In the 1990s, this began to change in a remarkably brief period of time. By the early 2000s, China increasingly came to be viewed as an unstoppable economic juggernaut.
A new shift has occurred recently, and if anything, it has been even more dramatic. Here and there, and then suddenly almost everywhere, opinion shapers and experts have been saying that the great Chinese growth engine is broken and that the country is no longer destined to lead the world in the decades ahead.
Among specialists who follow China most closely, the two main causes cited for this new conventional wisdom have been known for years. The first is that China’s growth model has been overreliant on policies such as financial repression and extraordinary levels of investment. Here, repression has nothing to do with the usual political usage of the word. It means, rather, that the state controls domestic interest, exchange rates, and capital outflows in such a way that citizens receive little accrual or benefit from their high rates of savings. Instead, these are captured by the state and channeled into industries that are favored or prioritized by bureaucrats, including many that are state-owned.

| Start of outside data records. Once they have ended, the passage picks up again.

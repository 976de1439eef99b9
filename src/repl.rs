use std::io::{self, IsTerminal, Write};

use anyhow::{bail, Context, Result};
use colored::*;
use rustyline::{error::ReadlineError, DefaultEditor};
use tokio::time::Instant;
use tracing::debug;

use crate::format::{format_body, FormattedDocument};
use crate::http::{HttpClient, HttpResponse, METHODS};
use crate::markup;
use crate::session::Session;
use crate::suggest;

pub struct Repl {
    editor: DefaultEditor,
    client: HttpClient,
    session: Session,
    verbose: bool,
    last: Option<FormattedDocument>,
}

#[derive(Debug, PartialEq, Eq)]
pub enum Command {
    Send { method: String, url: Option<String> },
    Special(SpecialCommand),
    Empty,
}

#[derive(Debug, PartialEq, Eq)]
pub enum SpecialCommand {
    Help,
    Exit,
    Clear,
    Url { url: String },
    Key { number: usize, text: String },
    Value { number: usize, text: String },
    Add,
    Delete { number: usize },
    Params,
    SetHeader { name: String, value: String },
    RemoveHeader { name: String },
    ShowHeaders,
    SuggestHeaders { prefix: String },
    SuggestValues { name: String, prefix: String },
    Body { text: Option<String> },
    Token { token: Option<String> },
    Method { method: String },
    Send,
    Show,
    Width { width: usize },
}

enum Flow {
    Continue,
    Exit,
}

fn usage(text: &str) -> anyhow::Error {
    anyhow::anyhow!("Usage: {}", text)
}

fn row_number(s: Option<&&str>, usage_text: &str) -> Result<usize> {
    let s = s.ok_or_else(|| usage(usage_text))?;
    s.parse::<usize>()
        .with_context(|| format!("Invalid row number: {s}"))
}

/// Everything after the first `skip` words of `line`, with the original
/// spacing of the rest kept.
fn rest(line: &str, skip: usize) -> String {
    let mut rest = line.trim_start();
    for _ in 0..skip {
        rest = rest
            .split_once(char::is_whitespace)
            .map(|(_, r)| r.trim_start())
            .unwrap_or("");
    }
    rest.trim_end().to_string()
}

fn parse_special_command(line: &str) -> Result<SpecialCommand> {
    let parts: Vec<&str> = line.split_whitespace().collect();

    match parts[0] {
        "!help" | "!h" => Ok(SpecialCommand::Help),
        "!exit" | "!quit" | "!q" => Ok(SpecialCommand::Exit),
        "!clear" | "!c" => Ok(SpecialCommand::Clear),
        "!url" => match parts.get(1) {
            Some(_) => Ok(SpecialCommand::Url { url: rest(line, 1) }),
            None => Err(usage("!url <url>")),
        },
        "!key" => Ok(SpecialCommand::Key {
            number: row_number(parts.get(1), "!key <N> <text>")?,
            text: rest(line, 2),
        }),
        "!value" => Ok(SpecialCommand::Value {
            number: row_number(parts.get(1), "!value <N> <text>")?,
            text: rest(line, 2),
        }),
        "!add" => Ok(SpecialCommand::Add),
        "!del" => Ok(SpecialCommand::Delete {
            number: row_number(parts.get(1), "!del <N>")?,
        }),
        "!params" => Ok(SpecialCommand::Params),
        "!header" => {
            if parts.len() < 3 {
                return Err(usage("!header <name> <value>"));
            }
            Ok(SpecialCommand::SetHeader {
                name: parts[1].trim_end_matches(':').to_string(),
                value: rest(line, 2),
            })
        }
        "!unheader" => match parts.get(1) {
            Some(name) => Ok(SpecialCommand::RemoveHeader {
                name: name.to_string(),
            }),
            None => Err(usage("!unheader <name>")),
        },
        "!headers" => Ok(SpecialCommand::ShowHeaders),
        "!headers-suggest" => Ok(SpecialCommand::SuggestHeaders {
            prefix: rest(line, 1),
        }),
        "!values-suggest" => match parts.get(1) {
            Some(name) => Ok(SpecialCommand::SuggestValues {
                name: name.to_string(),
                prefix: rest(line, 2),
            }),
            None => Err(usage("!values-suggest <name> [prefix]")),
        },
        "!body" => Ok(SpecialCommand::Body {
            text: Some(rest(line, 1)).filter(|t| !t.is_empty()),
        }),
        "!token" => Ok(SpecialCommand::Token {
            token: parts.get(1).map(|t| t.to_string()),
        }),
        "!method" => match parts.get(1) {
            Some(method) => Ok(SpecialCommand::Method {
                method: method.to_string(),
            }),
            None => Err(usage("!method <METHOD>")),
        },
        "!send" => Ok(SpecialCommand::Send),
        "!show" => Ok(SpecialCommand::Show),
        "!width" => {
            let width = parts.get(1).ok_or_else(|| usage("!width <N>"))?;
            Ok(SpecialCommand::Width {
                width: width
                    .parse()
                    .with_context(|| format!("Invalid width: {width}"))?,
            })
        }
        _ => bail!("Unknown command: {}", parts[0]),
    }
}

fn parse_command(line: &str) -> Result<Command> {
    let line = line.trim();
    if line.is_empty() {
        return Ok(Command::Empty);
    }

    if line.starts_with('!') {
        return Ok(Command::Special(parse_special_command(line)?));
    }

    let parts: Vec<&str> = line.split_whitespace().collect();
    let method = parts[0].to_uppercase();
    if !METHODS.contains(&method.as_str()) {
        bail!("Unknown command: {}. Type !help for help.", parts[0]);
    }

    Ok(Command::Send {
        method,
        url: parts.get(1).map(|_| rest(line, 1)),
    })
}

fn status_color(status: reqwest::StatusCode) -> &'static str {
    if status.is_success() {
        "green"
    } else if status.is_redirection() {
        "cyan"
    } else if status.is_client_error() {
        "yellow"
    } else {
        "red"
    }
}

Some of the problems that might arise from financial repression can seem apparent even to lay people. Bureaucrats tend to know little about business and are unlikely to be in the best position to make the smartest and nimblest economic bets about the industrial future. Some features of this setup may be less than obvious, though. When the state captures and invests the nation’s savings according to its own whims, capital becomes scarcer and more expensive for private investors. This also suppresses the domestic consumption that most mature economies depend on for growth. Finally, as the state channels more and more investment into industries of its choosing, average return on investment falls. China is now at the point where it must invest huge amounts of capital to produce each new dollar of economic growth, and everything points to this continuing to worsen.
The other big factor, by now almost universally cited by the new China skeptics, is the country’s dismal demographic situation. Every week seems to bring new stories about either the rapid aging of Chinese society or the growing reluctance of women and couples to have children. To be fair, the numbers are truly shocking.